* **INSTRUCTIONS FOR THE TASK**: Whenever a line in the listing contains "Internal", copy that line.

* **EXERCISE INPUT**:
################

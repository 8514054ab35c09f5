//! 统一错误处理模块
//!
//! 定义订单事件管线的完整错误分类，使用 thiserror 提供良好的错误信息。
//! 业务拒绝（非法状态转移、未知实体等）与基础设施故障（Kafka、序列化）
//! 共用同一枚举，通过 `code()` 暴露稳定的错误码供日志与死信消息引用。

use thiserror::Error;

use crate::events::OrderStatus;

/// 订单事件管线错误类型
#[derive(Debug, Error)]
pub enum OrderError {
    // ==================== 状态机拒绝 ====================
    #[error("非法状态转移: {order_id} {from} -> {to}")]
    InvalidTransition {
        order_id: String,
        from: OrderStatus,
        to: OrderStatus,
    },

    #[error("未知实体: {order_id} 收到 {status} 事件但订单尚未创建")]
    UnknownEntity {
        order_id: String,
        status: OrderStatus,
    },

    // ==================== 定序器拒绝 ====================
    #[error("乱序缓冲区已满: {order_id} 容量 {capacity}，实体已冻结")]
    BufferExhausted { order_id: String, capacity: usize },

    #[error("乱序缓冲超时: {order_id} seq={sequence} 等待补洞超过 {waited_ms}ms")]
    GapTimeout {
        order_id: String,
        sequence: u64,
        waited_ms: u64,
    },

    // ==================== 发布与分发失败 ====================
    #[error("事件发布失败: {order_id} - {message}")]
    Publish { order_id: String, message: String },

    #[error("副作用处理失败: {kind} - {message}")]
    Handler { kind: String, message: String },

    // ==================== 基础设施错误 ====================
    #[error("Kafka 错误: {0}")]
    Kafka(String),

    #[error("序列化错误: {0}")]
    Serialization(#[from] serde_json::Error),

    #[error("配置错误: {0}")]
    Config(#[from] config::ConfigError),

    // ==================== 通用错误 ====================
    #[error("内部错误: {0}")]
    Internal(String),
}

/// 错误结果类型别名
pub type Result<T> = std::result::Result<T, OrderError>;

impl OrderError {
    /// 获取稳定错误码
    ///
    /// 错误码用于日志检索和死信消息分类，一经发布不可变更。
    pub fn code(&self) -> &'static str {
        match self {
            Self::InvalidTransition { .. } => "invalid-transition",
            Self::UnknownEntity { .. } => "unknown-entity",
            Self::BufferExhausted { .. } => "buffer-exhausted",
            Self::GapTimeout { .. } => "gap-timeout",
            Self::Publish { .. } => "publish-failure",
            Self::Handler { .. } => "handler-failure",
            Self::Kafka(_) => "kafka-error",
            Self::Serialization(_) => "serialization-error",
            Self::Config(_) => "config-error",
            Self::Internal(_) => "internal-error",
        }
    }

    /// 是否为可重试错误
    ///
    /// 只有瞬时的基础设施故障值得重试：状态机拒绝重试多少次结果都一样，
    /// 缓冲区满需要等待补洞而非重试。
    pub fn is_retryable(&self) -> bool {
        matches!(
            self,
            Self::Publish { .. } | Self::Handler { .. } | Self::Kafka(_)
        )
    }
}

################

* **RESPONSE**:
    Internal(String),
            Self::Internal(_) => "internal-error",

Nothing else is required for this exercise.